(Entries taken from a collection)
┄┄┄┄┄┄┄┄┄┄

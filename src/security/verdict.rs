use serde::{Deserialize, Serialize};
use std::fmt;

/// Final outcome of one evaluation.
#[derive(Debug, Clone, Copy, PartialEq, Eq, Hash, Serialize, Deserialize)]
#[serde(rename_all = "SCREAMING_SNAKE_CASE")]
pub enum Decision {
    Accept,
    Reject,
    Banned,
}

impl Decision {
    pub fn as_str(&self) -> &'static str {
        match self {
            Decision::Accept => "ACCEPT",
            Decision::Reject => "REJECT",
            Decision::Banned => "BANNED",
        }
    }
}

impl fmt::Display for Decision {
    fn fmt(&self, f: &mut fmt::Formatter<'_>) -> fmt::Result {
        f.write_str(self.as_str())
    }
}

#[derive(Debug, Clone, Copy, PartialEq, Eq, Hash, Serialize, Deserialize)]
#[serde(rename_all = "SCREAMING_SNAKE_CASE")]
pub enum AttackType {
    SqlInjection,
    Xss,
    CommandInjection,
    PathTraversal,
    LfiRfi,
    Ssrf,
    WebFuzzing,
    Enumeration,
    /// Corpus literal that no indicator could classify.
    MaliciousPayload,
    /// Rule hit outside any known category.
    MaliciousPattern,
}

impl AttackType {
    pub fn as_str(&self) -> &'static str {
        match self {
            AttackType::SqlInjection => "SQL_INJECTION",
            AttackType::Xss => "XSS",
            AttackType::CommandInjection => "COMMAND_INJECTION",
            AttackType::PathTraversal => "PATH_TRAVERSAL",
            AttackType::LfiRfi => "LFI_RFI",
            AttackType::Ssrf => "SSRF",
            AttackType::WebFuzzing => "WEB_FUZZING",
            AttackType::Enumeration => "ENUMERATION",
            AttackType::MaliciousPayload => "MALICIOUS_PAYLOAD",
            AttackType::MaliciousPattern => "MALICIOUS_PATTERN",
        }
    }
}

impl fmt::Display for AttackType {
    fn fmt(&self, f: &mut fmt::Formatter<'_>) -> fmt::Result {
        f.write_str(self.as_str())
    }
}

#[derive(Debug, Clone, Copy, PartialEq, Eq, Hash, Serialize, Deserialize)]
#[serde(rename_all = "SCREAMING_SNAKE_CASE")]
pub enum AnomalyType {
    HighRequestRate,
    EndpointEnumeration,
    SuspiciousUserAgent,
    BurstAttack,
    BehavioralAnomaly,
}

impl AnomalyType {
    pub fn as_str(&self) -> &'static str {
        match self {
            AnomalyType::HighRequestRate => "HIGH_REQUEST_RATE",
            AnomalyType::EndpointEnumeration => "ENDPOINT_ENUMERATION",
            AnomalyType::SuspiciousUserAgent => "SUSPICIOUS_USER_AGENT",
            AnomalyType::BurstAttack => "BURST_ATTACK",
            AnomalyType::BehavioralAnomaly => "BEHAVIORAL_ANOMALY",
        }
    }
}

impl fmt::Display for AnomalyType {
    fn fmt(&self, f: &mut fmt::Formatter<'_>) -> fmt::Result {
        f.write_str(self.as_str())
    }
}

/// Answer handed back to the caller of `DecisionEngine::evaluate`.
#[derive(Debug, Clone, Serialize, Deserialize)]
pub struct Verdict {
    pub allowed: bool,
    pub decision: Decision,
    pub reason: String,
    #[serde(skip_serializing_if = "Option::is_none")]
    pub attack_type: Option<AttackType>,
    #[serde(skip_serializing_if = "Option::is_none")]
    pub anomaly_type: Option<AnomalyType>,
    #[serde(skip_serializing_if = "Option::is_none")]
    pub payload: Option<String>,
    #[serde(skip_serializing_if = "Option::is_none")]
    pub behavior_score: Option<f64>,
    pub ip: String,
}

impl Verdict {
    pub fn accept(ip: impl Into<String>, behavior_score: f64) -> Self {
        Self {
            allowed: true,
            decision: Decision::Accept,
            reason: "clean request".to_string(),
            attack_type: None,
            anomaly_type: None,
            payload: None,
            behavior_score: Some(behavior_score),
            ip: ip.into(),
        }
    }

    pub fn banned(ip: impl Into<String>) -> Self {
        Self {
            allowed: false,
            decision: Decision::Banned,
            reason: "IP address is banned".to_string(),
            attack_type: None,
            anomaly_type: None,
            payload: None,
            behavior_score: None,
            ip: ip.into(),
        }
    }

    pub fn payload_block(ip: impl Into<String>, newly_banned: bool, attack_type: AttackType, payload: Option<String>) -> Self {
        Self {
            allowed: false,
            decision: if newly_banned { Decision::Banned } else { Decision::Reject },
            reason: format!("Malicious payload detected: {}", attack_type),
            attack_type: Some(attack_type),
            anomaly_type: None,
            payload,
            behavior_score: None,
            ip: ip.into(),
        }
    }

    pub fn anomaly_block(ip: impl Into<String>, newly_banned: bool, anomaly_type: AnomalyType, behavior_score: f64) -> Self {
        Self {
            allowed: false,
            decision: if newly_banned { Decision::Banned } else { Decision::Reject },
            reason: format!(
                "Behavioral anomaly detected: {} (Score: {:.1})",
                anomaly_type, behavior_score
            ),
            attack_type: None,
            anomaly_type: Some(anomaly_type),
            payload: None,
            behavior_score: Some(behavior_score),
            ip: ip.into(),
        }
    }

    /// Strips details only administrators may see.
    pub fn redacted(mut self) -> Self {
        self.payload = None;
        self
    }
}

#[cfg(test)]
mod tests {
    use super::*;

    #[test]
    fn test_verdict_serializes_upper_case_labels() {
        let verdict = Verdict::payload_block("1.2.3.4", true, AttackType::SqlInjection, Some("union select".into()));
        let json = serde_json::to_value(&verdict).unwrap();

        assert_eq!(json["decision"], "BANNED");
        assert_eq!(json["attack_type"], "SQL_INJECTION");
        assert_eq!(json["reason"], "Malicious payload detected: SQL_INJECTION");
        assert_eq!(json["allowed"], false);
        assert!(json.get("anomaly_type").is_none());
    }

    #[test]
    fn test_anomaly_reason_has_one_decimal_score() {
        let verdict = Verdict::anomaly_block("1.2.3.4", false, AnomalyType::HighRequestRate, 55.0);
        assert_eq!(verdict.decision, Decision::Reject);
        assert_eq!(
            verdict.reason,
            "Behavioral anomaly detected: HIGH_REQUEST_RATE (Score: 55.0)"
        );
    }

    #[test]
    fn test_redacted_drops_payload() {
        let verdict = Verdict::payload_block("1.2.3.4", false, AttackType::Xss, Some("<script>".into()));
        assert!(verdict.redacted().payload.is_none());
    }
}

┄┄┄┄┄┄┄┄┄┄

→ **About this task**
All the entries above should come back exactly as they are written.

→ **Task response**
filename src/security/verdict.rs
use serde::{Deserialize, Serialize};
use std::fmt;

/// Final outcome of one evaluation.
#[derive(Debug, Clone, Copy, PartialEq, Eq, Hash, Serialize, Deserialize)]
#[serde(rename_all = "SCREAMING_SNAKE_CASE")]
pub enum Decision {
    Accept,
    Reject,
    Banned,
}

impl Decision {
    pub fn as_str(&self) -> &'static str {
        match self {
            Decision::Accept => "ACCEPT",
            Decision::Reject => "REJECT",
            Decision::Banned => "BANNED",
        }
    }
}

impl fmt::Display for Decision {
    fn fmt(&self, f: &mut fmt::Formatter<'_>) -> fmt::Result {
        f.write_str(self.as_str())
    }
}

#[derive(Debug, Clone, Copy, PartialEq, Eq, Hash, Serialize, Deserialize)]
#[serde(rename_all = "SCREAMING_SNAKE_CASE")]
pub enum AttackType {
    SqlInjection,
    Xss,
    CommandInjection,
    PathTraversal,
    LfiRfi,
    Ssrf,
    WebFuzzing,
    Enumeration,
    /// Corpus literal that no indicator could classify.
    MaliciousPayload,
    /// Rule hit outside any known category.
    MaliciousPattern,
}

impl AttackType {
    pub fn as_str(&self) -> &'static str {
        match self {
            AttackType::SqlInjection => "SQL_INJECTION",
            AttackType::Xss => "XSS",
            AttackType::CommandInjection => "COMMAND_INJECTION",
            AttackType::PathTraversal => "PATH_TRAVERSAL",
            AttackType::LfiRfi => "LFI_RFI",
            AttackType::Ssrf => "SSRF",
            AttackType::WebFuzzing => "WEB_FUZZING",
            AttackType::Enumeration => "ENUMERATION",
            AttackType::MaliciousPayload => "MALICIOUS_PAYLOAD",
            AttackType::MaliciousPattern => "MALICIOUS_PATTERN",
        }
    }
}

impl fmt::Display for AttackType {
    fn fmt(&self, f: &mut fmt::Formatter<'_>) -> fmt::Result {
        f.write_str(self.as_str())
    }
}

#[derive(Debug, Clone, Copy, PartialEq, Eq, Hash, Serialize, Deserialize)]
#[serde(rename_all = "SCREAMING_SNAKE_CASE")]
pub enum AnomalyType {
    HighRequestRate,
    EndpointEnumeration,
    SuspiciousUserAgent,
    BurstAttack,
    BehavioralAnomaly,
}

impl AnomalyType {
    pub fn as_str(&self) -> &'static str {
        match self {
            AnomalyType::HighRequestRate => "HIGH_REQUEST_RATE",
            AnomalyType::EndpointEnumeration => "ENDPOINT_ENUMERATION",
            AnomalyType::SuspiciousUserAgent => "SUSPICIOUS_USER_AGENT",
            AnomalyType::BurstAttack => "BURST_ATTACK",
            AnomalyType::BehavioralAnomaly => "BEHAVIORAL_ANOMALY",
        }
    }
}

impl fmt::Display for AnomalyType {
    fn fmt(&self, f: &mut fmt::Formatter<'_>) -> fmt::Result {
        f.write_str(self.as_str())
    }
}

/// Answer handed back to the caller of `DecisionEngine::evaluate`.
#[derive(Debug, Clone, Serialize, Deserialize)]
pub struct Verdict {
    pub allowed: bool,
    pub decision: Decision,
    pub reason: String,
    #[serde(skip_serializing_if = "Option::is_none")]
    pub attack_type: Option<AttackType>,
    #[serde(skip_serializing_if = "Option::is_none")]
    pub anomaly_type: Option<AnomalyType>,
    #[serde(skip_serializing_if = "Option::is_none")]
    pub payload: Option<String>,
    #[serde(skip_serializing_if = "Option::is_none")]
    pub behavior_score: Option<f64>,
    pub ip: String,
}

impl Verdict {
    pub fn accept(ip: impl Into<String>, behavior_score: f64) -> Self {
        Self {
            allowed: true,
            decision: Decision::Accept,
            reason: "clean request".to_string(),
            attack_type: None,
            anomaly_type: None,
            payload: None,
            behavior_score: Some(behavior_score),
            ip: ip.into(),
        }
    }

    pub fn banned(ip: impl Into<String>) -> Self {
        Self {
            allowed: false,
            decision: Decision::Banned,
            reason: "IP address is banned".to_string(),
            attack_type: None,
            anomaly_type: None,
            payload: None,
            behavior_score: None,
            ip: ip.into(),
        }
    }

    pub fn payload_block(ip: impl Into<String>, newly_banned: bool, attack_type: AttackType, payload: Option<String>) -> Self {
        Self {
            allowed: false,
            decision: if newly_banned { Decision::Banned } else { Decision::Reject },
            reason: format!("Malicious payload detected: {}", attack_type),
            attack_type: Some(attack_type),
            anomaly_type: None,
            payload,
            behavior_score: None,
            ip: ip.into(),
        }
    }

    pub fn anomaly_block(ip: impl Into<String>, newly_banned: bool, anomaly_type: AnomalyType, behavior_score: f64) -> Self {
        Self {
            allowed: false,
            decision: if newly_banned { Decision::Banned } else { Decision::Reject },
            reason: format!(
                "Behavioral anomaly detected: {} (Score: {:.1})",
                anomaly_type, behavior_score
            ),
            attack_type: None,
            anomaly_type: Some(anomaly_type),
            payload: None,
            behavior_score: Some(behavior_score),
            ip: ip.into(),
        }
    }

    /// Strips details only administrators may see.
    pub fn redacted(mut self) -> Self {
        self.payload = None;
        self
    }
}

#[cfg(test)]
mod tests {
    use super::*;

    #[test]
    fn test_verdict_serializes_upper_case_labels() {
        let verdict = Verdict::payload_block("1.2.3.4", true, AttackType::SqlInjection, Some("union select".into()));
        let json = serde_json::to_value(&verdict).unwrap();

        assert_eq!(json["decision"], "BANNED");
        assert_eq!(json["attack_type"], "SQL_INJECTION");
        assert_eq!(json["reason"], "Malicious payload detected: SQL_INJECTION");
        assert_eq!(json["allowed"], false);
        assert!(json.get("anomaly_type").is_none());
    }

    #[test]
    fn test_anomaly_reason_has_one_decimal_score() {
        let verdict = Verdict::anomaly_block("1.2.3.4", false, AnomalyType::HighRequestRate, 55.0);
        assert_eq!(verdict.decision, Decision::Reject);
        assert_eq!(
            verdict.reason,
            "Behavioral anomaly detected: HIGH_REQUEST_RATE (Score: 55.0)"
        );
    }

    #[test]
    fn test_redacted_drops_payload() {
        let verdict = Verdict::payload_block("1.2.3.4", false, AttackType::Xss, Some("<script>".into()));
        assert!(verdict.redacted().payload.is_none());
    }
}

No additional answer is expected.